Rationale: Neonatal status epilepticus (NSE) is frequently encountered in the neonatal intensive care unit, most often as the result of acute brain injury or infection. It is believed that electrographic cessation of seizures, rather than clinical resolution, is vital to improving outcome in these infants. The first-line treatment of phenobarbital has a 50% efficacy, which only slightly improves with the addition of the traditional second-line phenytoin. There has been growing interest in the use of midazolam in neonates, with recent literature illustrating variable results. Our objective is to characterize the electrographic response of NSE to continuous midazolam infusion, with specific attention to efficacy, rate of response and adverse effects. Methods: All high risk infants with clinical seizure or moderate-to-severe hypoxic-ischemic injury were monitored on continuous video EEG. All infants received an initial loading dose of phenobarbital, repeated up to total of 30-60 mg/kg. Patients identified as being in NSE despite phenobarbital received IV midazolam bolus (0.1 mg/kg), while continuing on EEG monitoring.
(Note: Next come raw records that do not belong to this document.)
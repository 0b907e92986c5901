//! Forgiving field deserializers for ingest payloads.
//!
//! Exported ad-platform reports write money as `"$1,892.00"`, leave cells
//! empty, and mix date layouts. These helpers accept all of that and still
//! reject values that are genuinely unreadable.

use chrono::NaiveDate;
use serde::de::Error;
use serde::{Deserialize, Deserializer};

const DATE_FORMATS: [&str; 4] = ["%Y-%m-%d", "%Y/%m/%d", "%d-%m-%Y", "%d/%m/%Y"];

#[derive(Deserialize)]
#[serde(untagged)]
enum NumOrText {
    Num(f64),
    Text(String),
}

/// Parses a number that may carry currency symbols, thousands separators or a percent sign.
/// Blank input reads as zero.
pub fn parse_number(raw: &str) -> Result<f64, String> {
    let cleaned: String = raw
        .trim()
        .chars()
        .filter(|c| !matches!(c, '$' | ',' | '%' | ' ' | '₹' | '€' | '£'))
        .collect();
    if cleaned.is_empty() {
        return Ok(0.0);
    }
    cleaned
        .parse::<f64>()
        .map_err(|_| format!("not a number: {raw:?}"))
}

/// Parses a date in any of the layouts seen in exported reports. A trailing
/// time component (`2024-11-16 00:00:00`, `2024-11-16T08:00`) is ignored.
pub fn parse_date(raw: &str) -> Option<NaiveDate> {
    let day = raw.trim().split(['T', ' ']).next().unwrap_or_default();
    DATE_FORMATS
        .iter()
        .find_map(|fmt| NaiveDate::parse_from_str(day, fmt).ok())
}

pub fn f64_or_zero<'de, D: Deserializer<'de>>(d: D) -> Result<f64, D::Error> {
    match Option::<NumOrText>::deserialize(d)? {
        None => Ok(0.0),
        Some(NumOrText::Num(n)) => Ok(n),
        Some(NumOrText::Text(s)) => parse_number(&s).map_err(D::Error::custom),
    }
}

pub fn i64_or_zero<'de, D: Deserializer<'de>>(d: D) -> Result<i64, D::Error> {
    let value = f64_or_zero(d)?;
    if !value.is_finite() {
        return Err(D::Error::custom("count is not finite"));
    }
    // `as` saturates, so anything outside the i64 range would silently become i64::MIN/MAX
    if value.abs() >= i64::MAX as f64 {
        return Err(D::Error::custom(format!("count out of range: {value}")));
    }
    Ok(value.trunc() as i64)
}

pub fn opt_string<'de, D: Deserializer<'de>>(d: D) -> Result<Option<String>, D::Error> {
    let value = Option::<String>::deserialize(d)?;
    Ok(value.map(|s| s.trim().to_string()).filter(|s| !s.is_empty()))
}

pub fn opt_date<'de, D: Deserializer<'de>>(d: D) -> Result<Option<NaiveDate>, D::Error> {
    match opt_string(d)? {
        None => Ok(None),
        Some(s) => parse_date(&s)
            .map(Some)
            .ok_or_else(|| D::Error::custom(format!("unrecognised date: {s:?}"))),
    }
}

#[cfg(test)]
mod tests {
    use super::*;

    #[test]
    fn test_parse_number_strips_report_formatting() {
        assert_eq!(parse_number("$1,892.00").unwrap(), 1892.0);
        assert_eq!(parse_number(" 12.5% ").unwrap(), 12.5);
        assert_eq!(parse_number("").unwrap(), 0.0);
        assert!(parse_number("n/a").is_err());
    }

    #[derive(Debug, Deserialize)]
    struct Counter {
        #[serde(deserialize_with = "i64_or_zero")]
        n: i64,
    }

    #[test]
    fn test_counts_outside_i64_are_rejected() {
        let ok: Counter = serde_json::from_str(r#"{"n": "1,204"}"#).unwrap();
        assert_eq!(ok.n, 1204);
        assert!(serde_json::from_str::<Counter>(r#"{"n": 1e30}"#).is_err());
        assert!(serde_json::from_str::<Counter>(r#"{"n": "-1e19"}"#).is_err());
    }

    #[test]
    fn test_parse_date_layouts() {
        let expected = NaiveDate::from_ymd_opt(2024, 11, 16).unwrap();
        assert_eq!(parse_date("2024-11-16"), Some(expected));
        assert_eq!(parse_date("2024/11/16"), Some(expected));
        assert_eq!(parse_date("16-11-2024"), Some(expected));
        assert_eq!(parse_date("16/11/2024"), Some(expected));
        assert_eq!(parse_date("2024-11-16 00:00:00"), Some(expected));
        assert_eq!(parse_date("yesterday"), None);
    }
}
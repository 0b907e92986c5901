use crate::framework::{ActorEntity, FrameworkError, ResourceClient};
use async_trait::async_trait;

/// Trait for table-specific clients to inherit the standard operations.
///
/// Provides default implementations for `get`, `delete` and `count`; the
/// table-specific clients add typed wrappers for creates, actions and queries.
#[async_trait]
pub trait ActorClient<T: ActorEntity>: Send + Sync {
    /// The table-specific error type.
    type Error: From<FrameworkError> + Send + Sync;

    /// Access the inner generic ResourceClient.
    fn inner(&self) -> &ResourceClient<T>;

    /// Fetch an entity by ID.
    #[tracing::instrument(skip(self))]
    async fn get(&self, id: T::Id) -> Result<Option<T>, Self::Error> {
        tracing::debug!("Sending request");
        self.inner().get(id).await.map_err(Self::Error::from)
    }

    /// Delete an entity by ID.
    #[tracing::instrument(skip(self))]
    async fn delete(&self, id: T::Id) -> Result<(), Self::Error> {
        tracing::debug!("Sending request");
        self.inner().delete(id).await.map_err(Self::Error::from)
    }

    /// Number of stored entities.
    async fn count(&self) -> Result<usize, Self::Error> {
        self.inner().count().await.map_err(Self::Error::from)
    }
}
//! Runtime orchestration and lifecycle management.
//!
//! - [`DashboardSystem`] opens the database, starts one actor per table and
//!   shuts them down again.
//! - [`setup_tracing`] initializes the tracing/logging infrastructure.

pub mod system;
pub mod tracing;

pub use system::*;
pub use tracing::*;
/// A precomputed recommendation row from `predictive_insights`.
///
/// Rows are seeded, never derived at request time. See
/// [`insight_actor::seed`](crate::insight_actor::seed) for the sample set.
use serde::{Deserialize, Serialize};
use std::fmt;
use std::str::FromStr;

/// Serialized with the table's column names, which the insights page reads directly.
#[derive(Debug, Clone, PartialEq, Serialize)]
pub struct Insight {
    #[serde(rename = "Insight_ID")]
    pub id: String,
    #[serde(rename = "Campaign_Name")]
    pub campaign_name: String,
    #[serde(rename = "Spend")]
    pub spend: f64,
    #[serde(rename = "Status")]
    pub status: InsightStatus,
    #[serde(rename = "CPC")]
    pub cpc: f64,
    #[serde(rename = "Bidding_Strategy")]
    pub bidding_strategy: String,
    #[serde(rename = "Conversions")]
    pub conversions: i64,
    #[serde(rename = "Revenue")]
    pub revenue: f64,
    #[serde(rename = "Profitable", with = "yes_no")]
    pub profitable: bool,
    #[serde(rename = "Recommendation")]
    pub recommendation: String,
}

#[derive(Debug, Clone, Copy, PartialEq, Eq, Serialize, Deserialize)]
pub enum InsightStatus {
    Active,
    Paused,
    Ended,
}

impl fmt::Display for InsightStatus {
    fn fmt(&self, f: &mut fmt::Formatter<'_>) -> fmt::Result {
        let s = match self {
            InsightStatus::Active => "Active",
            InsightStatus::Paused => "Paused",
            InsightStatus::Ended => "Ended",
        };
        f.write_str(s)
    }
}

impl FromStr for InsightStatus {
    type Err = String;

    fn from_str(s: &str) -> Result<Self, Self::Err> {
        match s.trim().to_ascii_lowercase().as_str() {
            "active" => Ok(InsightStatus::Active),
            "paused" => Ok(InsightStatus::Paused),
            "ended" => Ok(InsightStatus::Ended),
            other => Err(format!("unknown status: {other}")),
        }
    }
}

/// DTO for creating an insight row.
#[derive(Debug, Clone, PartialEq, Serialize, Deserialize)]
pub struct InsightCreate {
    pub campaign_name: String,
    pub spend: f64,
    pub status: InsightStatus,
    pub cpc: f64,
    pub bidding_strategy: String,
    pub conversions: i64,
    pub revenue: f64,
    #[serde(with = "yes_no")]
    pub profitable: bool,
    pub recommendation: String,
}

/// DTO for insight updates.
#[derive(Debug, Clone, Default, PartialEq, Serialize, Deserialize)]
pub struct InsightUpdate {
    pub spend: Option<f64>,
    pub cpc: Option<f64>,
    pub bidding_strategy: Option<String>,
    pub conversions: Option<i64>,
    pub revenue: Option<f64>,
    pub profitable: Option<bool>,
    pub recommendation: Option<String>,
}

/// `true`/`false` on the wire as `"Yes"`/`"No"`, the way the table stores it.
pub mod yes_no {
    use serde::de::Error;
    use serde::{Deserialize, Deserializer, Serializer};

    pub fn as_str(value: bool) -> &'static str {
        if value {
            "Yes"
        } else {
            "No"
        }
    }

    pub fn parse(raw: &str) -> Option<bool> {
        match raw.trim().to_ascii_lowercase().as_str() {
            "yes" | "true" | "1" => Some(true),
            "no" | "false" | "0" => Some(false),
            _ => None,
        }
    }

    pub fn serialize<S: Serializer>(value: &bool, s: S) -> Result<S::Ok, S::Error> {
        s.serialize_str(as_str(*value))
    }

    pub fn deserialize<'de, D: Deserializer<'de>>(d: D) -> Result<bool, D::Error> {
        let raw = String::deserialize(d)?;
        parse(&raw).ok_or_else(|| D::Error::custom(format!("expected Yes/No, got {raw:?}")))
    }
}
//! Seven-day trend with back-filling for days that have no rows.

use std::collections::HashMap;
use std::fmt;
use std::str::FromStr;

use chrono::{Days, NaiveDate};
use serde::Serialize;

use crate::campaign_actor::DailyTotals;

/// Number of days covered by the weekly trend, today included.
pub const TREND_DAYS: u64 = 7;

/// What to report for a day without any stored rows.
#[derive(Debug, Clone, Copy, Default, PartialEq, Eq, clap::ValueEnum)]
pub enum BackfillPolicy {
    /// Fabricated, steadily rising traffic (what the dashboard charts expect).
    #[default]
    Synthetic,
    /// All-zero points.
    Zero,
}

impl fmt::Display for BackfillPolicy {
    fn fmt(&self, f: &mut fmt::Formatter<'_>) -> fmt::Result {
        match self {
            BackfillPolicy::Synthetic => f.write_str("synthetic"),
            BackfillPolicy::Zero => f.write_str("zero"),
        }
    }
}

impl FromStr for BackfillPolicy {
    type Err = String;

    fn from_str(s: &str) -> Result<Self, Self::Err> {
        match s.trim().to_ascii_lowercase().as_str() {
            "synthetic" => Ok(BackfillPolicy::Synthetic),
            "zero" => Ok(BackfillPolicy::Zero),
            other => Err(format!("unknown backfill policy '{other}'")),
        }
    }
}

#[derive(Debug, Clone, PartialEq, Serialize)]
pub struct TrendPoint {
    pub date: NaiveDate,
    pub impressions: i64,
    pub clicks: i64,
    pub conversions: i64,
    /// True when the point was back-filled rather than read from the table.
    pub synthetic: bool,
}

impl TrendPoint {
    /// Back-filled point for the `index`-th day of the window (0 = oldest).
    pub fn backfill(date: NaiveDate, index: u64, policy: BackfillPolicy) -> Self {
        let (impressions, clicks, conversions) = match policy {
            BackfillPolicy::Synthetic => {
                let impressions = 20_000 + 2_000 * index as i64;
                let clicks = impressions * 3 / 100;
                (impressions, clicks, clicks * 2 / 100)
            }
            BackfillPolicy::Zero => (0, 0, 0),
        };
        Self {
            date,
            impressions,
            clicks,
            conversions,
            synthetic: true,
        }
    }
}

/// First day of the window ending on `today`.
pub fn window_start(today: NaiveDate) -> NaiveDate {
    today
        .checked_sub_days(Days::new(TREND_DAYS - 1))
        .unwrap_or(NaiveDate::MIN)
}

/// Builds exactly [`TREND_DAYS`] points ending on `today`, oldest first.
pub fn weekly_trend(today: NaiveDate, days: &[DailyTotals], policy: BackfillPolicy) -> Vec<TrendPoint> {
    let stored: HashMap<NaiveDate, &DailyTotals> = days.iter().map(|d| (d.date, d)).collect();
    let start = window_start(today);

    (0..TREND_DAYS)
        .filter_map(|i| start.checked_add_days(Days::new(i)).map(|date| (i, date)))
        .map(|(i, date)| match stored.get(&date) {
            Some(day) => TrendPoint {
                date,
                impressions: day.impressions,
                clicks: day.clicks,
                conversions: day.conversions,
                synthetic: false,
            },
            None => TrendPoint::backfill(date, i, policy),
        })
        .collect()
}
//! ActorEntity trait implementation for the Campaign domain type.
//!
//! Validation lives here: money columns may not be negative, counters stay
//! within `0..=MAX_COUNT`, and traffic deltas keep
//! `conversions <= clicks <= impressions`.

use async_trait::async_trait;

use super::actions::{CampaignAction, CampaignActionResult, TrafficDelta};
use super::queries::{CampaignQuery, CampaignQueryResult};
use crate::framework::ActorEntity;
use crate::model::{Campaign, CampaignCreate, CampaignUpdate};

pub const DEFAULT_CAMPAIGN_NAME: &str = "Unknown";

/// Upper bound for every counter column, so row arithmetic and table-wide
/// `SUM()`s stay inside `i64`.
pub const MAX_COUNT: i64 = 1_000_000_000_000;

fn non_negative_f64(field: &str, value: f64) -> Result<f64, String> {
    if value.is_finite() && value >= 0.0 {
        Ok(value)
    } else {
        Err(format!("{field} must be a non-negative number, got {value}"))
    }
}

fn count(field: &str, value: i64) -> Result<i64, String> {
    if (0..=MAX_COUNT).contains(&value) {
        Ok(value)
    } else {
        Err(format!("{field} must be between 0 and {MAX_COUNT}, got {value}"))
    }
}

fn grow(field: &str, current: i64, by: i64) -> Result<i64, String> {
    current
        .checked_add(by)
        .filter(|total| *total <= MAX_COUNT)
        .ok_or_else(|| format!("{field} would exceed {MAX_COUNT}"))
}

impl Campaign {
    /// Builds a validated row from an ingest payload.
    pub fn from_ingest(ad_id: String, params: CampaignCreate) -> Result<Self, String> {
        if ad_id.trim().is_empty() {
            return Err("Ad_ID must not be empty".into());
        }
        Ok(Self {
            ad_id,
            campaign_name: params
                .campaign_name
                .unwrap_or_else(|| DEFAULT_CAMPAIGN_NAME.to_string()),
            platform: params.platform.trim().to_string(),
            device: params.device.trim().to_string(),
            keyword: params.keyword.trim().to_string(),
            location: params.location.trim().to_string(),
            ad_date: params.ad_date,
            cost: non_negative_f64("Cost", params.cost)?,
            sale_amount: non_negative_f64("Sale_Amount", params.sale_amount)?,
            impressions: count("Impressions", params.impressions)?,
            clicks: count("Clicks", params.clicks)?,
            conversions: count("Conversions", params.conversions)?,
            leads: count("Leads", params.leads)?,
            conversion_rate: non_negative_f64("Conversion Rate", params.conversion_rate)?,
            budget_distribution: params.budget_distribution,
        })
    }

    /// Adds a traffic delta, clamping so conversions never exceed clicks
    /// and clicks never exceed impressions.
    ///
    /// The row is left untouched when the delta is negative or would push a
    /// counter past [`MAX_COUNT`].
    pub fn apply_traffic(&mut self, delta: TrafficDelta) -> Result<(), String> {
        count("impressions delta", delta.impressions)?;
        count("clicks delta", delta.clicks)?;
        count("conversions delta", delta.conversions)?;
        non_negative_f64("cost delta", delta.cost)?;
        non_negative_f64("sale amount delta", delta.sale_amount)?;

        let impressions = grow("Impressions", self.impressions, delta.impressions)?;
        let clicks = grow("Clicks", self.clicks, delta.clicks)?.min(impressions.max(self.clicks));
        let conversions = grow("Conversions", self.conversions, delta.conversions)?.min(clicks.max(self.conversions));

        self.impressions = impressions;
        self.clicks = clicks;
        self.conversions = conversions;
        self.cost += delta.cost;
        self.sale_amount += delta.sale_amount;
        Ok(())
    }
}

#[async_trait]
impl ActorEntity for Campaign {
    type Id = String;
    type CreateParams = CampaignCreate;
    type UpdateParams = CampaignUpdate;
    type Action = CampaignAction;
    type ActionResult = CampaignActionResult;
    type Query = CampaignQuery;
    type QueryResult = CampaignQueryResult;
    type Context = ();

    /// Rows keep the `Ad_ID` they were ingested with.
    fn requested_id(params: &CampaignCreate) -> Option<String> {
        params.ad_id.clone()
    }

    fn from_create_params(id: String, params: CampaignCreate) -> Result<Self, String> {
        Self::from_ingest(id, params)
    }

    async fn on_update(&mut self, update: CampaignUpdate, _ctx: &()) -> Result<(), String> {
        if let Some(name) = update.campaign_name {
            let name = name.trim();
            if name.is_empty() {
                return Err("Campaign_Name must not be empty".into());
            }
            self.campaign_name = name.to_string();
        }
        if let Some(platform) = update.platform {
            self.platform = platform.trim().to_string();
        }
        if let Some(device) = update.device {
            self.device = device.trim().to_string();
        }
        if let Some(keyword) = update.keyword {
            self.keyword = keyword.trim().to_string();
        }
        if let Some(location) = update.location {
            self.location = location.trim().to_string();
        }
        if let Some(date) = update.ad_date {
            self.ad_date = Some(date);
        }
        if let Some(cost) = update.cost {
            self.cost = non_negative_f64("Cost", cost)?;
        }
        if let Some(sale_amount) = update.sale_amount {
            self.sale_amount = non_negative_f64("Sale_Amount", sale_amount)?;
        }
        if let Some(impressions) = update.impressions {
            self.impressions = count("Impressions", impressions)?;
        }
        if let Some(clicks) = update.clicks {
            self.clicks = count("Clicks", clicks)?;
        }
        if let Some(conversions) = update.conversions {
            self.conversions = count("Conversions", conversions)?;
        }
        if let Some(leads) = update.leads {
            self.leads = count("Leads", leads)?;
        }
        if let Some(rate) = update.conversion_rate {
            self.conversion_rate = non_negative_f64("Conversion Rate", rate)?;
        }
        if let Some(split) = update.budget_distribution {
            self.budget_distribution = Some(split).filter(|s| !s.trim().is_empty());
        }
        Ok(())
    }

    async fn handle_action(&mut self, action: CampaignAction, _ctx: &()) -> Result<CampaignActionResult, String> {
        match action {
            CampaignAction::ApplyTraffic(delta) => {
                self.apply_traffic(delta)?;
                Ok(CampaignActionResult::ApplyTraffic(self.clone()))
            }
        }
    }
}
If seizures persisted, midazolam was administered by continuous infusion (0.1 mg/kg/hr), and titrated as necessary. Results: Six patients were identified in a 3 month time period as being in NSE despite loading doses of phenobarbital. Seizures started between 0 hours of life and 10 days of life, and were due to various etiologies (see table 1). The midazolam was started within 24 hours of seizure identification in 5 of the 6 patients. Status epilepticus (SE) stopped with initiation of versed in all patients. Electrographic seizures stopped after versed bolus in 1 patient, within several minutes after initiation of midazolam drip in 2 patients, within hours in 2 patients, and decreased dramatically in 1 patient who was subsequently withdrawn for septic shock due to complete bowel infarction. All 5 surviving newborns remained seizure-free on phenobarbital alone after removal of versed drip. There were no notable clinical side effects from the midazolam infusion. Conclusions: Midazolam infusion should be considered an option in the management of NSE. It works rapidly to control status epilepticus, often resulting in complete cessation of seizures, even in those patients who had been refractory to high levels of phenobarbital. More attention and significant work needs to be done to provide better age appropriate options of SE in the NICU population.